Birdwatchers, particularly fledglings of the breed, tend to be imaginative and optimistic in their sightings - every briefly glimpsed wren is a potential goldcrest, and every goldcrest must surely be the much rarer firecrest. The inevitable element of neighbourly competition involved in a national survey will increase the temptation for people to exaggerate and treat their Canada geese as Bewick's swans.
There have already been some distinctly dubious sightings among birds spotted by participants who have eagerly reporting their findings online. The RSPB's rules for the survey stipulate that it should last an hour and that only birds that land in the garden should be noted. Under those circumstances, it is surprising to read that those large, rather rare birds of prey, red kites, curlews and merlins, a particularly wild type of falcon, are among species seen pottering around the nation's bird tables.
A bit of exaggeration is perhaps to be expected. Around here, the clock started the instant three bullfinches were sighted over the pond. The temptation to add a few extra minutes for the return of such regular visitors as fieldfares, redwings and long-tailed tits, all of which let us down badly during the designated hour, proved almost irresistible. If the area's new ornithological VIP, a barn owl, had been seen hunting over a nearby field, such would have been my pride and excitement that the survey's landing-not-flying condition may well have been forgotten.

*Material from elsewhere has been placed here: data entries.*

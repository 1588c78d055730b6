//! Focus resolution across shadow-boundary hosts.
//!
//! Host pages nest editable surfaces behind shadow boundaries: the document's
//! focused element may itself host an inner scope whose own focused element
//! is the real target. [`resolve`] walks that chain to the editable leaf, and
//! falls back to the page-level static selection when no editable target has
//! focus.

use crate::field::EditableTarget;
use crate::logging::targets;

/// How deep a shadow-host chain may nest before resolution gives up.
/// Real pages stay in single digits; the cap bounds a malformed host graph.
const MAX_SHADOW_DEPTH: usize = 32;

/// One step in the focus chain of a [`DocumentScope`].
pub enum FocusNode<'a> {
    /// A shadow-boundary host; the focus chain continues in its inner scope.
    ShadowHost(&'a mut dyn DocumentScope),
    /// An editable leaf target.
    Target(&'a mut dyn EditableTarget),
}

/// A document (or shadow root) that can report its focused node and its
/// static page selection.
pub trait DocumentScope {
    /// The currently focused node within this scope, if any.
    fn active_node(&mut self) -> Option<FocusNode<'_>>;

    /// The page-level selection outside any editable field, if any.
    fn page_selection(&self) -> Option<String>;
}

/// What focus resolution produced for the current document state.
pub enum Resolution<'a> {
    /// A focused editable target; operations read and write through it.
    Editable(&'a mut dyn EditableTarget),
    /// No editable target, but the page carries a static selection;
    /// operations may read it but have nowhere to write.
    StaticSelection(String),
    /// Neither a target nor a selection: the operation is a silent no-op.
    None,
}

/// Resolve the focused editable target, traversing nested shadow hosts.
pub fn resolve_target(scope: &mut dyn DocumentScope) -> Option<&mut dyn EditableTarget> {
    resolve_target_at(scope, 0)
}

fn resolve_target_at(
    scope: &mut dyn DocumentScope,
    depth: usize,
) -> Option<&mut dyn EditableTarget> {
    if depth >= MAX_SHADOW_DEPTH {
        tracing::warn!(
            target: targets::FOCUS,
            depth,
            "shadow host chain exceeded maximum depth"
        );
        return None;
    }
    match scope.active_node()? {
        FocusNode::Target(target) => Some(target),
        FocusNode::ShadowHost(inner) => resolve_target_at(inner, depth + 1),
    }
}

/// Resolve the text context an operation should act on.
pub fn resolve(scope: &mut dyn DocumentScope) -> Resolution<'_> {
    let page = scope.page_selection();
    match resolve_target(scope) {
        Some(target) => Resolution::Editable(target),
        None => match page {
            Some(text) if !text.is_empty() => Resolution::StaticSelection(text),
            _ => Resolution::None,
        },
    }
}

#[cfg(test)]
mod tests {
    use super::*;
    use crate::field::PlainField;

    struct Leaf {
        field: Option<PlainField>,
        page_text: Option<String>,
    }

    impl DocumentScope for Leaf {
        fn active_node(&mut self) -> Option<FocusNode<'_>> {
            self.field
                .as_mut()
                .map(|f| FocusNode::Target(f as &mut dyn EditableTarget))
        }

        fn page_selection(&self) -> Option<String> {
            self.page_text.clone()
        }
    }

    struct Shadowed {
        inner: Leaf,
    }

    impl DocumentScope for Shadowed {
        fn active_node(&mut self) -> Option<FocusNode<'_>> {
            Some(FocusNode::ShadowHost(&mut self.inner))
        }

        fn page_selection(&self) -> Option<String> {
            None
        }
    }

    #[test]
    fn test_resolves_direct_target() {
        let mut scope = Leaf {
            field: Some(PlainField::with_text("hello")),
            page_text: None,
        };
        let target = resolve_target(&mut scope).unwrap();
        assert_eq!(target.text(), "hello");
    }

    #[test]
    fn test_resolves_through_shadow_host() {
        let mut scope = Shadowed {
            inner: Leaf {
                field: Some(PlainField::with_text("nested")),
                page_text: None,
            },
        };
        let target = resolve_target(&mut scope).unwrap();
        assert_eq!(target.text(), "nested");
    }

    #[test]
    fn test_falls_back_to_page_selection() {
        let mut scope = Leaf {
            field: None,
            page_text: Some("quoted prose".to_string()),
        };
        match resolve(&mut scope) {
            Resolution::StaticSelection(text) => assert_eq!(text, "quoted prose"),
            _ => panic!("expected static selection"),
        }
    }

    #[test]
    fn test_nothing_resolves_to_none() {
        let mut scope = Leaf {
            field: None,
            page_text: None,
        };
        assert!(matches!(resolve(&mut scope), Resolution::None));
    }

    #[test]
    fn test_empty_page_selection_is_none() {
        let mut scope = Leaf {
            field: None,
            page_text: Some(String::new()),
        };
        assert!(matches!(resolve(&mut scope), Resolution::None));
    }
}
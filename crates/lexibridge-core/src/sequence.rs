//! Multi-key sequence detection.
//!
//! A two-key shortcut is entered by pressing its first key with the modifiers
//! held, keeping the first key (or at least the modifiers) down, and pressing
//! the second key. The [`SequenceDetector`] is the small state machine that
//! recognizes this, while also resolving plain single-combination shortcuts
//! on the same key-down.
//!
//! The machine has two states and is re-entrant for the life of the document:
//!
//! ```text
//!            key-down, no 1-key match
//!   Idle ──────────────────────────────▶ Armed
//!     ▲                                   │
//!     │   second key-down (dispatch),     │
//!     │   armed key-up (abandon),         │
//!     └──────────────  blur  ─────────────┘
//! ```
//!
//! Abandonment is driven by physical key release, not wall-clock expiry; the
//! armed timestamp exists for tracing only. Document blur also resets the
//! machine, guarding against key-up events lost to focus changes.

use std::time::Instant;

use crate::dispatch::DispatchTable;
use crate::keys::{Key, KeyPress, Modifiers};
use crate::logging::targets;
use crate::shortcut::{NormalizedShortcut, ShortcutSpec};

/// The first keystroke of a potential two-key sequence.
#[derive(Debug, Clone, Copy)]
struct ArmedKey {
    key: Key,
    modifiers: Modifiers,
    armed_at: Instant,
}

/// What the detector decided for one physical key-down.
#[derive(Debug, Clone, PartialEq, Eq)]
pub enum KeyDownOutcome {
    /// A registered shortcut matched; the caller dispatches the action and
    /// suppresses the host's default handling.
    Dispatch(NormalizedShortcut),
    /// The press armed a potential two-key sequence; default handling
    /// proceeds (the press may still be ordinary typing).
    Armed,
    /// Nothing matched; default handling proceeds.
    Pass,
}

/// Per-document sequence recognition state machine.
///
/// One instance lives per document context, owned by the dispatcher; it holds
/// the only mutable sequence state in the system.
#[derive(Debug, Default)]
pub struct SequenceDetector {
    armed: Option<ArmedKey>,
}

impl SequenceDetector {
    /// Create a detector in the idle state.
    pub fn new() -> Self {
        Self::default()
    }

    /// Whether a first keystroke is currently armed.
    pub fn is_armed(&self) -> bool {
        self.armed.is_some()
    }

    /// Feed a key-down event.
    ///
    /// At most one action is dispatched per physical key-down. The 1-key
    /// candidate is checked first; if it misses and a different key is armed
    /// with the same modifiers still held, the order-independent 2-key
    /// candidate is checked next.
    pub fn key_down(&mut self, press: KeyPress, table: &DispatchTable) -> KeyDownOutcome {
        if press.modifiers.none() {
            // Unmodified typing can never form a shortcut. Leave any armed
            // state alone; the armed key's own key-up will clear it.
            return KeyDownOutcome::Pass;
        }

        // Two-key candidate: a different key while the original modifiers are
        // still held. Checked before the single candidate so the combined
        // shortcut wins over arming a fresh sequence, and resolved to Idle
        // regardless of whether the table has it.
        if let Some(armed) = self.armed {
            if press.key != armed.key && press.modifiers == armed.modifiers {
                let candidate =
                    ShortcutSpec::pair(armed.modifiers, armed.key, press.key).normalize();
                self.armed = None;
                if table.get(&candidate).is_some() {
                    tracing::trace!(
                        target: targets::SEQUENCE,
                        shortcut = %candidate,
                        "two-key sequence matched"
                    );
                    return KeyDownOutcome::Dispatch(candidate);
                }
                return KeyDownOutcome::Pass;
            }
        }

        // Single-combination candidate for this exact press.
        let single = ShortcutSpec::single(press.modifiers, press.key).normalize();
        if table.get(&single).is_some() {
            self.armed = None;
            tracing::trace!(
                target: targets::SEQUENCE,
                shortcut = %single,
                "single combination matched"
            );
            return KeyDownOutcome::Dispatch(single);
        }

        // No single match: this press becomes the armed first keystroke.
        self.armed = Some(ArmedKey {
            key: press.key,
            modifiers: press.modifiers,
            armed_at: Instant::now(),
        });
        KeyDownOutcome::Armed
    }

    /// Feed a key-up event. Releasing the armed key abandons the sequence.
    pub fn key_up(&mut self, key: Key) {
        if let Some(armed) = self.armed {
            if armed.key == key {
                tracing::trace!(
                    target: targets::SEQUENCE,
                    key = %key,
                    held_ms = armed.armed_at.elapsed().as_millis() as u64,
                    "sequence abandoned on key release"
                );
                self.armed = None;
            }
        }
    }

    /// Reset on document blur.
    ///
    /// Focus loss can swallow the armed key's key-up; without this reset the
    /// machine could stay armed indefinitely.
    pub fn blur(&mut self) {
        if self.armed.take().is_some() {
            tracing::trace!(target: targets::SEQUENCE, "sequence reset on blur");
        }
    }
}

#[cfg(test)]
mod tests {
    use super::*;
    use crate::dispatch::{ActionKind, RegisteredAction};

    fn table(entries: &[(&str, &str)]) -> DispatchTable {
        DispatchTable::build(
            entries
                .iter()
                .map(|(shortcut, id)| RegisteredAction {
                    shortcut: shortcut.parse().unwrap(),
                    action_id: id.to_string(),
                    display_name: id.to_string(),
                    kind: ActionKind::Transformation,
                })
                .collect(),
        )
        .unwrap()
    }

    fn press(key: Key, modifiers: Modifiers) -> KeyPress {
        KeyPress::new(key, modifiers)
    }

    #[test]
    fn test_single_combination_dispatches_immediately() {
        let table = table(&[("Ctrl+Alt+T", "translate")]);
        let mut detector = SequenceDetector::new();

        let outcome = detector.key_down(press(Key::T, Modifiers::CTRL_ALT), &table);
        assert_eq!(
            outcome,
            KeyDownOutcome::Dispatch("Ctrl+Alt+T".parse().unwrap())
        );
        assert!(!detector.is_armed());
    }

    #[test]
    fn test_two_key_sequence_dispatches() {
        let table = table(&[("Ctrl+Alt+T+1", "formal")]);
        let mut detector = SequenceDetector::new();

        let first = detector.key_down(press(Key::T, Modifiers::CTRL_ALT), &table);
        assert_eq!(first, KeyDownOutcome::Armed);
        assert!(detector.is_armed());

        let second = detector.key_down(press(Key::Digit1, Modifiers::CTRL_ALT), &table);
        assert_eq!(
            second,
            KeyDownOutcome::Dispatch("Ctrl+Alt+1+T".parse().unwrap())
        );
        assert!(!detector.is_armed());
    }

    #[test]
    fn test_two_key_sequence_order_independent() {
        let table = table(&[("Ctrl+Alt+T+1", "formal")]);
        let mut detector = SequenceDetector::new();

        detector.key_down(press(Key::Digit1, Modifiers::CTRL_ALT), &table);
        let outcome = detector.key_down(press(Key::T, Modifiers::CTRL_ALT), &table);
        assert!(matches!(outcome, KeyDownOutcome::Dispatch(_)));
    }

    #[test]
    fn test_abandoned_sequence_does_not_leak() {
        let table = table(&[("Ctrl+Alt+T+1", "formal"), ("Ctrl+Alt+2", "casual")]);
        let mut detector = SequenceDetector::new();

        // Arm T, release it without a second key.
        detector.key_down(press(Key::T, Modifiers::CTRL_ALT), &table);
        detector.key_up(Key::T);
        assert!(!detector.is_armed());

        // The next press must resolve on its own, not combine with T.
        let outcome = detector.key_down(press(Key::Digit2, Modifiers::CTRL_ALT), &table);
        assert_eq!(
            outcome,
            KeyDownOutcome::Dispatch("Ctrl+Alt+2".parse().unwrap())
        );
    }

    #[test]
    fn test_failed_combination_resets_to_idle() {
        let table = table(&[("Ctrl+Alt+T+1", "formal")]);
        let mut detector = SequenceDetector::new();

        detector.key_down(press(Key::T, Modifiers::CTRL_ALT), &table);
        // A second key that forms no registered pair: back to idle.
        let outcome = detector.key_down(press(Key::Digit9, Modifiers::CTRL_ALT), &table);
        assert_eq!(outcome, KeyDownOutcome::Pass);
        assert!(!detector.is_armed());
    }

    #[test]
    fn test_modifier_change_blocks_combination() {
        let table = table(&[("Ctrl+Alt+T+1", "formal")]);
        let mut detector = SequenceDetector::new();

        detector.key_down(press(Key::T, Modifiers::CTRL_ALT), &table);
        // Modifiers no longer match the armed ones: no combination.
        let outcome = detector.key_down(press(Key::Digit1, Modifiers::CTRL), &table);
        assert_ne!(
            outcome,
            KeyDownOutcome::Dispatch("Ctrl+Alt+1+T".parse().unwrap())
        );
    }

    #[test]
    fn test_unmodified_typing_passes_through() {
        let table = table(&[("Ctrl+Alt+T", "translate")]);
        let mut detector = SequenceDetector::new();

        let outcome = detector.key_down(press(Key::T, Modifiers::NONE), &table);
        assert_eq!(outcome, KeyDownOutcome::Pass);
        assert!(!detector.is_armed());
    }

    #[test]
    fn test_blur_resets_armed_state() {
        let table = table(&[("Ctrl+Alt+T+1", "formal")]);
        let mut detector = SequenceDetector::new();

        detector.key_down(press(Key::T, Modifiers::CTRL_ALT), &table);
        assert!(detector.is_armed());
        detector.blur();
        assert!(!detector.is_armed());
    }

    #[test]
    fn test_unrelated_key_up_keeps_armed_state() {
        let table = table(&[("Ctrl+Alt+T+1", "formal")]);
        let mut detector = SequenceDetector::new();

        detector.key_down(press(Key::T, Modifiers::CTRL_ALT), &table);
        detector.key_up(Key::Digit5);
        assert!(detector.is_armed());
    }
}
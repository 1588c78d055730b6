//! Lexibridge: shortcut-driven text transformation for heterogeneous host
//! editing surfaces.
//!
//! Lexibridge lets a user trigger text operations (translation, stylistic
//! transformation, LLM-driven rewriting) on arbitrary text fields via
//! configurable keyboard shortcuts, plus a word-by-word selection extender.
//! The hard problems it owns are:
//!
//! - **Conflict-free multi-key dispatch**: shortcut normalization, prefix
//!   and duplicate conflict validation, and a held-key two-key sequence
//!   detector (all in the `lexibridge-core` crate, re-exported here).
//! - **Reliable text mutation**: a fallback chain of insertion strategies
//!   with post-attempt verification, snapshot rollback, and forced
//!   reconciliation for rich editing frameworks that intercept standard
//!   mutation mechanisms ([`mutation::MutationPipeline`]).
//! - **Selection manipulation**: direction-aware word-boundary extension
//!   over plain fields, delegated to native primitives on rich surfaces
//!   ([`wordsel::extend`]).
//!
//! The transform functions themselves, persistence, and the configuration UI
//! are external collaborators behind the [`engine::Transformer`],
//! [`engine::Notifier`], and [`config::EngineConfig`] seams.
//!
//! # Example
//!
//! ```
//! use futures_util::future::BoxFuture;
//! use lexibridge::config::{ActionConfig, EngineConfig};
//! use lexibridge::engine::{Dispatcher, Notifier, Transformer};
//! use lexibridge::error::TransformError;
//! use lexibridge_core::{ActionKind, RegisteredAction};
//!
//! struct Reverse;
//!
//! impl Transformer for Reverse {
//!     fn transform<'a>(
//!         &'a self,
//!         _action: &RegisteredAction,
//!         text: String,
//!     ) -> BoxFuture<'a, Result<String, TransformError>> {
//!         Box::pin(async move { Ok(text.chars().rev().collect()) })
//!     }
//! }
//!
//! struct StderrNotifier;
//!
//! impl Notifier for StderrNotifier {
//!     fn error(&self, message: &str) {
//!         eprintln!("{message}");
//!     }
//! }
//!
//! let config = EngineConfig {
//!     actions: vec![ActionConfig {
//!         shortcut: "Ctrl+Alt+R".parse().unwrap(),
//!         id: "reverse".into(),
//!         name: "Reverse".into(),
//!         kind: ActionKind::Transformation,
//!     }],
//!     extend_modifier: Default::default(),
//! };
//!
//! let dispatcher = Dispatcher::new(&config, Box::new(Reverse), Box::new(StderrNotifier));
//! assert!(dispatcher.is_ok());
//! ```

pub mod config;
pub mod engine;
pub mod error;
pub mod field;
pub mod logging;
pub mod mutation;
pub mod prelude;
pub mod wordsel;

pub use config::{ActionConfig, EngineConfig, ExtendModifier};
pub use engine::{Dispatcher, KeyDisposition, Notifier, Transformer};
pub use error::{BridgeError, MutationError, Result, TransformError};
pub use field::{
    DocumentScope, EditableTarget, FieldSnapshot, PlainField, SelectionDirection,
    SelectionOffsets, TargetKind, WordDirection,
};
pub use mutation::{MutationPipeline, ReplaceScope};

// Re-export the shortcut engine so hosts depend on one crate.
pub use lexibridge_core;
//! Single-consumer command execution.
//!
//! `Dispatcher::poll` runs on the host's safe-mutation thread, takes at most
//! one queued request per call and runs its handler to completion before the
//! next one is looked at, so responses leave in arrival order.

use crate::model::{EffectStatus, Request, RequestId, Response};
use crate::queue::RequestQueue;
use crate::registry::HandlerRegistry;
use crate::scheduler::{ScheduleError, TimedEffect, TimedEffectScheduler};
use crate::sender::ResponseSender;
use std::any::Any;
use std::panic::{self, AssertUnwindSafe};
use std::sync::atomic::{AtomicBool, Ordering};
use std::sync::{Arc, Mutex, PoisonError};
use std::time::Duration;

/// Flags raised by the host that gate dispatching and inform handlers.
#[derive(Debug, Clone)]
pub struct HostSignals {
    saving: Arc<AtomicBool>,
    time_frozen: Arc<AtomicBool>,
    can_spawn: Arc<AtomicBool>,
}

impl Default for HostSignals {
    fn default() -> Self {
        Self {
            saving: Arc::new(AtomicBool::new(false)),
            time_frozen: Arc::new(AtomicBool::new(false)),
            can_spawn: Arc::new(AtomicBool::new(true)),
        }
    }
}

impl HostSignals {
    pub fn set_saving(&self, saving: bool) {
        self.saving.store(saving, Ordering::SeqCst);
    }

    pub fn is_saving(&self) -> bool {
        self.saving.load(Ordering::SeqCst)
    }

    /// Returns the previous value.
    pub fn set_time_frozen(&self, frozen: bool) -> bool {
        self.time_frozen.swap(frozen, Ordering::SeqCst)
    }

    pub fn is_time_frozen(&self) -> bool {
        self.time_frozen.load(Ordering::SeqCst)
    }

    pub fn set_can_spawn(&self, can_spawn: bool) {
        self.can_spawn.store(can_spawn, Ordering::SeqCst);
    }

    pub fn can_spawn(&self) -> bool {
        self.can_spawn.load(Ordering::SeqCst)
    }

    /// Whether shared application state may be mutated right now.
    pub fn is_safe(&self) -> bool {
        !self.is_saving() && !self.is_time_frozen()
    }
}

/// Host-side identifier of an entity a handler spawned.
pub type SpawnId = u64;

/// Entities spawned by handlers that must be removed before the host saves.
#[derive(Debug, Clone, Default)]
pub struct SpawnTracker {
    inner: Arc<Mutex<Vec<SpawnId>>>,
}

impl SpawnTracker {
    pub fn track(&self, id: SpawnId) {
        self.inner
            .lock()
            .unwrap_or_else(PoisonError::into_inner)
            .push(id);
    }

    /// Take every tracked id, oldest first.
    pub fn drain(&self) -> Vec<SpawnId> {
        std::mem::take(&mut *self.inner.lock().unwrap_or_else(PoisonError::into_inner))
    }

    pub fn len(&self) -> usize {
        self.inner.lock().unwrap_or_else(PoisonError::into_inner).len()
    }

    pub fn is_empty(&self) -> bool {
        self.len() == 0
    }
}

/// What a handler sees while it runs.
pub struct EffectContext<'a, S> {
    state: &'a mut S,
    sender: &'a ResponseSender,
    scheduler: &'a TimedEffectScheduler<S>,
    signals: &'a HostSignals,
    spawns: &'a SpawnTracker,
    responses: usize,
    scheduled: bool,
}

impl<'a, S: 'static> EffectContext<'a, S> {
    pub fn new(
        state: &'a mut S,
        sender: &'a ResponseSender,
        scheduler: &'a TimedEffectScheduler<S>,
        signals: &'a HostSignals,
        spawns: &'a SpawnTracker,
    ) -> Self {
        Self {
            state,
            sender,
            scheduler,
            signals,
            spawns,
            responses: 0,
            scheduled: false,
        }
    }

    /// Application state; only ever touched from the dispatch thread.
    pub fn state(&mut self) -> &mut S {
        &mut *self.state
    }

    pub fn respond(&mut self, request: &Request, status: EffectStatus, message: impl Into<String>) {
        self.responses += 1;
        if let Err(err) = self.sender.respond(request, status, message) {
            tracing::debug!(request_id = %request.id, ?status, error = %err, "response not sent");
        }
    }

    pub fn respond_timed(
        &mut self,
        request: &Request,
        status: EffectStatus,
        remaining: Duration,
        message: impl Into<String>,
    ) {
        self.responses += 1;
        if let Err(err) = self
            .sender
            .respond_timed(&request.id, status, remaining, message)
        {
            tracing::debug!(request_id = %request.id, ?status, error = %err, "response not sent");
        }
    }

    /// Hand a durational effect to the scheduler, which answers the request.
    pub fn schedule<E>(
        &mut self,
        request: &Request,
        effect: E,
        duration: Duration,
    ) -> Result<Duration, ScheduleError>
    where
        E: TimedEffect<S> + 'static,
    {
        self.scheduled = true;
        self.scheduler
            .enqueue(&mut *self.state, request.clone(), effect, duration)
    }

    pub fn is_running(&self, kind: &str) -> bool {
        self.scheduler.is_running(kind)
    }

    pub fn scheduler(&self) -> &TimedEffectScheduler<S> {
        self.scheduler
    }

    /// For effect visibility notices.
    pub fn sender(&self) -> &ResponseSender {
        self.sender
    }

    pub fn can_spawn(&self) -> bool {
        self.signals.can_spawn()
    }

    /// Remember a spawned entity so the host can remove it before saving.
    pub fn track_spawn(&self, id: SpawnId) {
        self.spawns.track(id);
    }
}

#[derive(Debug, Clone, PartialEq, Eq)]
pub enum DispatchOutcome {
    /// Host is saving or frozen; nothing was dequeued.
    Suspended,
    Idle,
    Dispatched(RequestId),
}

pub struct Dispatcher<S> {
    registry: Arc<HandlerRegistry<S>>,
    queue: RequestQueue,
    sender: ResponseSender,
    scheduler: Arc<TimedEffectScheduler<S>>,
    signals: HostSignals,
    spawns: SpawnTracker,
}

impl<S: 'static> Dispatcher<S> {
    pub fn new(
        registry: Arc<HandlerRegistry<S>>,
        queue: RequestQueue,
        sender: ResponseSender,
        scheduler: Arc<TimedEffectScheduler<S>>,
        signals: HostSignals,
    ) -> Self {
        Self {
            registry,
            queue,
            sender,
            scheduler,
            signals,
            spawns: SpawnTracker::default(),
        }
    }

    /// Run at most one queued request.
    pub fn poll(&self, state: &mut S) -> DispatchOutcome {
        if !self.signals.is_safe() {
            return DispatchOutcome::Suspended;
        }
        let Some(request) = self.queue.pop() else {
            return DispatchOutcome::Idle;
        };
        let id = request.id.clone();
        self.dispatch(state, request);
        DispatchOutcome::Dispatched(id)
    }

    /// Look up and run the handler for `request`. Never panics on handler failure.
    pub fn dispatch(&self, state: &mut S, request: Request) {
        let Some(handler) = self.registry.get(&request.code) else {
            tracing::warn!(request_id = %request.id, code = %request.code, "no handler for effect code");
            self.reply(
                Response::new(request.id.clone(), EffectStatus::Failure).with_message(format!(
                    "Could not find the effect delegate for ID \"{}\".",
                    request.code
                )),
            );
            return;
        };

        let mut ctx = EffectContext::new(
            state,
            &self.sender,
            &self.scheduler,
            &self.signals,
            &self.spawns,
        );
        let outcome = panic::catch_unwind(AssertUnwindSafe(|| handler.handle(&mut ctx, &request)));
        let (responses, scheduled) = (ctx.responses, ctx.scheduled);

        let failure = match outcome {
            Ok(Ok(())) => {
                if responses == 0 && !scheduled {
                    tracing::warn!(request_id = %request.id, code = %request.code, "handler returned without responding");
                } else if responses > 1 {
                    tracing::warn!(request_id = %request.id, code = %request.code, responses, "handler responded more than once");
                }
                return;
            }
            Ok(Err(err)) if scheduled && err.downcast_ref::<ScheduleError>().is_some() => {
                tracing::debug!(request_id = %request.id, error = %err, "timed effect not scheduled");
                return;
            }
            Ok(Err(err)) => err.to_string(),
            Err(payload) => panic_message(payload.as_ref()),
        };

        if responses > 0 {
            tracing::warn!(
                request_id = %request.id,
                code = %request.code,
                error = %failure,
                "effect handler failed after responding"
            );
            return;
        }
        tracing::warn!(
            request_id = %request.id,
            code = %request.code,
            error = %failure,
            "effect handler failed; asking controller to retry"
        );
        self.reply(Response::new(request.id, EffectStatus::Retry).with_message(failure));
    }

    pub fn signals(&self) -> &HostSignals {
        &self.signals
    }

    pub fn queue(&self) -> &RequestQueue {
        &self.queue
    }

    pub fn spawns(&self) -> &SpawnTracker {
        &self.spawns
    }

    fn reply(&self, response: Response) {
        if let Err(err) = self.sender.send(&response) {
            tracing::debug!(status = ?response.status, error = %err, "response not sent");
        }
    }
}

fn panic_message(payload: &(dyn Any + Send)) -> String {
    if let Some(s) = payload.downcast_ref::<&str>() {
        format!("handler panicked: {s}")
    } else if let Some(s) = payload.downcast_ref::<String>() {
        format!("handler panicked: {s}")
    } else {
        "handler panicked".to_string()
    }
}
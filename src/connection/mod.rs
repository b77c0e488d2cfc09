use crate::codec::{FrameDecoder, FrameError};
use crate::config::ConnectionConfig;
use crate::model::{classify, EffectStatus, Inbound, Response};
use crate::queue::RequestQueue;
use crate::sender::{Outbox, ResponseSender};
use std::io;
use std::time::Duration;
use tokio::io::{AsyncRead, AsyncReadExt, AsyncWrite, AsyncWriteExt};
use tokio::net::TcpStream;
use tokio::sync::watch;
use tokio::task::JoinHandle;
use uuid::Uuid;

const READ_CHUNK: usize = 1024;
const WRITER_DRAIN_TIMEOUT: Duration = Duration::from_millis(500);

#[derive(Debug, Clone, Copy, PartialEq, Eq)]
pub enum ConnectionState {
    Disconnected,
    Connecting,
    Connected,
    /// Explicit shutdown.
    Stopped,
    /// Retries exhausted; the manager is idle until restarted.
    Failed,
}

#[derive(Debug, thiserror::Error)]
pub enum ConnectionError {
    #[error("could not connect after {attempts} attempts")]
    RetriesExhausted { attempts: u32 },
    #[error("connection i/o: {0}")]
    Io(#[from] io::Error),
}

#[derive(Debug)]
enum SessionEnd {
    Shutdown,
    PeerClosed,
    WriterGone,
}

/// Owns the controller socket: connect with timeout, bounded retry, the
/// receive loop and keep-alives. Decoded commands land in the request queue;
/// all writes go through the shared [`ResponseSender`].
pub struct ConnectionManager {
    config: ConnectionConfig,
    queue: RequestQueue,
    sender: ResponseSender,
    state_tx: watch::Sender<ConnectionState>,
    shutdown_tx: watch::Sender<bool>,
}
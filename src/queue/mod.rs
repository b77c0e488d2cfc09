use crate::model::Request;
use std::collections::VecDeque;
use std::sync::{Arc, Mutex, MutexGuard, PoisonError};

/// FIFO of decoded commands between the receive loop and the dispatch loop.
///
/// Clones share the same queue. The lock is held only for the push/pop itself.
#[derive(Debug, Clone, Default)]
pub struct RequestQueue {
    inner: Arc<Mutex<VecDeque<Request>>>,
}

impl RequestQueue {
    pub fn new() -> Self {
        Self::default()
    }

    pub fn push(&self, request: Request) {
        self.lock().push_back(request);
    }

    pub fn pop(&self) -> Option<Request> {
        self.lock().pop_front()
    }

    pub fn len(&self) -> usize {
        self.lock().len()
    }

    pub fn is_empty(&self) -> bool {
        self.lock().is_empty()
    }

    /// Drop everything still queued. Returns how many requests were discarded.
    pub fn clear(&self) -> usize {
        let mut queue = self.lock();
        let dropped = queue.len();
        queue.clear();
        dropped
    }

    fn lock(&self) -> MutexGuard<'_, VecDeque<Request>> {
        self.inner.lock().unwrap_or_else(PoisonError::into_inner)
    }
}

Events like the Big Birdwatch reveal almost as much about human attitudes to wildlife as they do about the decline of the starling, the rowdy progress from the South-east of the ring-necked parakeet, and other avian developments. Not so long ago, there were few more derided national types than birdwatchers, geeky trainspotter-types in their bobble-hats forever peering through their binoculars and making busy little ticks and notes in their Collins field guides. Now birds are as fashionable as could be, and it is those who are blind to them who are likely to seem foolish and deprived.
In the better newspapers, hardly a day goes by without some kind of ornithological story appearing on the news pages. Last week, the headlines belonged to ravens, doing well apparently, parakeets, who are the new hooligans on the block, and white-tailed eagles, who are paying the price for our obsession with wind turbines; before them it was peregrine falcons in the news, or nightingales, house sparrows, the albatross.
On television, Bill Oddie has by some mysterious process become a national treasure, while bestsellers like Mark Cocker's and Richard Mabey's Birds Britannica and Simon Barnes's How to Be a Bad Birdwatcher have had their publishers chirruping like robins in spring.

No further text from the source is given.